Work to complete
Return every entry in full, with no alterations.

Data in this exercise
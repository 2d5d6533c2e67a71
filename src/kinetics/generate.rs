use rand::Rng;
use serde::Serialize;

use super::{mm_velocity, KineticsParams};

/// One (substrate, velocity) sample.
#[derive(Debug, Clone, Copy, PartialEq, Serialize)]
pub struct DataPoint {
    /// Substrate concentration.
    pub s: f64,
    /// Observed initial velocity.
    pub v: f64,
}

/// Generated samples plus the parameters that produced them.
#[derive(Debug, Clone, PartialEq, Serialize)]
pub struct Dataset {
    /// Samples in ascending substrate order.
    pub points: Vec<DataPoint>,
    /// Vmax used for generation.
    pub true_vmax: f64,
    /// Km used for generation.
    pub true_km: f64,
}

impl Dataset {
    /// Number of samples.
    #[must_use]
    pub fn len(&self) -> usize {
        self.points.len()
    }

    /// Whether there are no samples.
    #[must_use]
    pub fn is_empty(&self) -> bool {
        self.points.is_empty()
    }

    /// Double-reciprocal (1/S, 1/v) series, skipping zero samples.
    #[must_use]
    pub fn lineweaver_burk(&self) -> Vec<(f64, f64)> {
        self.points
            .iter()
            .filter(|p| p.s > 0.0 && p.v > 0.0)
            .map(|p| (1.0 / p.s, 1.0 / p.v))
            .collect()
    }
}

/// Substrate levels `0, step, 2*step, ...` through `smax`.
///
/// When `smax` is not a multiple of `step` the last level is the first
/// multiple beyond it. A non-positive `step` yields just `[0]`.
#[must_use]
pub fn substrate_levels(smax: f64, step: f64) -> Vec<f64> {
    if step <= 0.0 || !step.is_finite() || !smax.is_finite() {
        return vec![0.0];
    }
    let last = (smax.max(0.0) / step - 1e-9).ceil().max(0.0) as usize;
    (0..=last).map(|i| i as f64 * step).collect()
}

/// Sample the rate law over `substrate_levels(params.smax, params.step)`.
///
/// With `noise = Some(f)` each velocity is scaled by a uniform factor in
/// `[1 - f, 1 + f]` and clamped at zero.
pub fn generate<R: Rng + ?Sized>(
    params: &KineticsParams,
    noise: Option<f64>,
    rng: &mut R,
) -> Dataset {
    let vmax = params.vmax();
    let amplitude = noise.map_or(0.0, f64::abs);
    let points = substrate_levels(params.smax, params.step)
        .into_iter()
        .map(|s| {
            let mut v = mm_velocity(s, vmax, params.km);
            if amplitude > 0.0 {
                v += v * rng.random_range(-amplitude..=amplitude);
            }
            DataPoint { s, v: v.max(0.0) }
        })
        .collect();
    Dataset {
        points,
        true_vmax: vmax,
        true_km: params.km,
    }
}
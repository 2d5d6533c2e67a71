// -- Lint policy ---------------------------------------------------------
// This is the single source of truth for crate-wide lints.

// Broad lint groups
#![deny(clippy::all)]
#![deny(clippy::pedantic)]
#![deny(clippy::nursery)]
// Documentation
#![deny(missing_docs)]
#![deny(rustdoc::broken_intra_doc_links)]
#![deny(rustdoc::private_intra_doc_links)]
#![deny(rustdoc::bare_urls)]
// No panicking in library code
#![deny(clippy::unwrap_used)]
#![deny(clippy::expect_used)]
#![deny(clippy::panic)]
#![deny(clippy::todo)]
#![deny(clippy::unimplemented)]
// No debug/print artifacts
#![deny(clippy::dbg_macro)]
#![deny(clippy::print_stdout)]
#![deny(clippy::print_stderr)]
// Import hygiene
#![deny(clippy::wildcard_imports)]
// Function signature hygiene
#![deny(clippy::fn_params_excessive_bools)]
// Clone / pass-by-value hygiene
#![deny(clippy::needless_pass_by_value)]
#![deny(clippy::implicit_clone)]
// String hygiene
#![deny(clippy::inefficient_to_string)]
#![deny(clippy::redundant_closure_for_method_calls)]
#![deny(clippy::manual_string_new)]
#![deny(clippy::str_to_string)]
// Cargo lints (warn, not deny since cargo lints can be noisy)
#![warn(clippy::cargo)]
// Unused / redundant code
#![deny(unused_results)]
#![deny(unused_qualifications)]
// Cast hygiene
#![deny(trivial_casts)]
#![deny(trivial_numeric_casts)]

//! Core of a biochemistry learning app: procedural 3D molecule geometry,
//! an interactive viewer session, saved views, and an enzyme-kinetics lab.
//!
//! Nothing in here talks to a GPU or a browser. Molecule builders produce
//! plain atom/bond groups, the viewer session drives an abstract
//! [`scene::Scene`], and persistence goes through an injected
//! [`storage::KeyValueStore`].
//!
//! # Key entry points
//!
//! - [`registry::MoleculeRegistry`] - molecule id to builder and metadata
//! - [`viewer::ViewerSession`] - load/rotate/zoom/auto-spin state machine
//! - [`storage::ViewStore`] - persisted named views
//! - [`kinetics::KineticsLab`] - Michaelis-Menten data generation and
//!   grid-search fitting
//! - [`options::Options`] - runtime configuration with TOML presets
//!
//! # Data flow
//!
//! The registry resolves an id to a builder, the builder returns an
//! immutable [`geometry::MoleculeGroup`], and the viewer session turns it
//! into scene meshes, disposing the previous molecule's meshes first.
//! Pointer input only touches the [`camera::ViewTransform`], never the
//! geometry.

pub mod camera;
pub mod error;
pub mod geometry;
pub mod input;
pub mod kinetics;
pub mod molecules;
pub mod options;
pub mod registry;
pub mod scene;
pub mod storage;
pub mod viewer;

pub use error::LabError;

Expected answer
repository 2d5d6533c2e67a71
filename src/kinetics/generate.rs
use rand::Rng;
use serde::Serialize;

use super::{mm_velocity, KineticsParams};

/// One (substrate, velocity) sample.
#[derive(Debug, Clone, Copy, PartialEq, Serialize)]
pub struct DataPoint {
    /// Substrate concentration.
    pub s: f64,
    /// Observed initial velocity.
    pub v: f64,
}

/// Generated samples plus the parameters that produced them.
#[derive(Debug, Clone, PartialEq, Serialize)]
pub struct Dataset {
    /// Samples in ascending substrate order.
    pub points: Vec<DataPoint>,
    /// Vmax used for generation.
    pub true_vmax: f64,
    /// Km used for generation.
    pub true_km: f64,
}

impl Dataset {
    /// Number of samples.
    #[must_use]
    pub fn len(&self) -> usize {
        self.points.len()
    }

    /// Whether there are no samples.
    #[must_use]
    pub fn is_empty(&self) -> bool {
        self.points.is_empty()
    }

    /// Double-reciprocal (1/S, 1/v) series, skipping zero samples.
    #[must_use]
    pub fn lineweaver_burk(&self) -> Vec<(f64, f64)> {
        self.points
            .iter()
            .filter(|p| p.s > 0.0 && p.v > 0.0)
            .map(|p| (1.0 / p.s, 1.0 / p.v))
            .collect()
    }
}

/// Substrate levels `0, step, 2*step, ...` through `smax`.
///
/// When `smax` is not a multiple of `step` the last level is the first
/// multiple beyond it. A non-positive `step` yields just `[0]`.
#[must_use]
pub fn substrate_levels(smax: f64, step: f64) -> Vec<f64> {
    if step <= 0.0 || !step.is_finite() || !smax.is_finite() {
        return vec![0.0];
    }
    let last = (smax.max(0.0) / step - 1e-9).ceil().max(0.0) as usize;
    (0..=last).map(|i| i as f64 * step).collect()
}

/// Sample the rate law over `substrate_levels(params.smax, params.step)`.
///
/// With `noise = Some(f)` each velocity is scaled by a uniform factor in
/// `[1 - f, 1 + f]` and clamped at zero.
pub fn generate<R: Rng + ?Sized>(
    params: &KineticsParams,
    noise: Option<f64>,
    rng: &mut R,
) -> Dataset {
    let vmax = params.vmax();
    let amplitude = noise.map_or(0.0, f64::abs);
    let points = substrate_levels(params.smax, params.step)
        .into_iter()
        .map(|s| {
            let mut v = mm_velocity(s, vmax, params.km);
            if amplitude > 0.0 {
                v += v * rng.random_range(-amplitude..=amplitude);
            }
            DataPoint { s, v: v.max(0.0) }
        })
        .collect();
    Dataset {
        points,
        true_vmax: vmax,
        true_km: params.km,
    }
}
repository 2d5d6533c2e67a71
// -- Lint policy ---------------------------------------------------------
// This is the single source of truth for crate-wide lints.

// Broad lint groups
#![deny(clippy::all)]
#![deny(clippy::pedantic)]
#![deny(clippy::nursery)]
// Documentation
#![deny(missing_docs)]
#![deny(rustdoc::broken_intra_doc_links)]
#![deny(rustdoc::private_intra_doc_links)]
#![deny(rustdoc::bare_urls)]
// No panicking in library code
#![deny(clippy::unwrap_used)]
#![deny(clippy::expect_used)]
#![deny(clippy::panic)]
#![deny(clippy::todo)]
#![deny(clippy::unimplemented)]
// No debug/print artifacts
#![deny(clippy::dbg_macro)]
#![deny(clippy::print_stdout)]
#![deny(clippy::print_stderr)]
// Import hygiene
#![deny(clippy::wildcard_imports)]
// Function signature hygiene
#![deny(clippy::fn_params_excessive_bools)]
// Clone / pass-by-value hygiene
#![deny(clippy::needless_pass_by_value)]
#![deny(clippy::implicit_clone)]
// String hygiene
#![deny(clippy::inefficient_to_string)]
#![deny(clippy::redundant_closure_for_method_calls)]
#![deny(clippy::manual_string_new)]
#![deny(clippy::str_to_string)]
// Cargo lints (warn, not deny since cargo lints can be noisy)
#![warn(clippy::cargo)]
// Unused / redundant code
#![deny(unused_results)]
#![deny(unused_qualifications)]
// Cast hygiene
#![deny(trivial_casts)]
#![deny(trivial_numeric_casts)]

//! Core of a biochemistry learning app: procedural 3D molecule geometry,
//! an interactive viewer session, saved views, and an enzyme-kinetics lab.
//!
//! Nothing in here talks to a GPU or a browser. Molecule builders produce
//! plain atom/bond groups, the viewer session drives an abstract
//! [`scene::Scene`], and persistence goes through an injected
//! [`storage::KeyValueStore`].
//!
//! # Key entry points
//!
//! - [`registry::MoleculeRegistry`] - molecule id to builder and metadata
//! - [`viewer::ViewerSession`] - load/rotate/zoom/auto-spin state machine
//! - [`storage::ViewStore`] - persisted named views
//! - [`kinetics::KineticsLab`] - Michaelis-Menten data generation and
//!   grid-search fitting
//! - [`options::Options`] - runtime configuration with TOML presets
//!
//! # Data flow
//!
//! The registry resolves an id to a builder, the builder returns an
//! immutable [`geometry::MoleculeGroup`], and the viewer session turns it
//! into scene meshes, disposing the previous molecule's meshes first.
//! Pointer input only touches the [`camera::ViewTransform`], never the
//! geometry.

pub mod camera;
pub mod error;
pub mod geometry;
pub mod input;
pub mod kinetics;
pub mod molecules;
pub mod options;
pub mod registry;
pub mod scene;
pub mod storage;
pub mod viewer;

pub use error::LabError;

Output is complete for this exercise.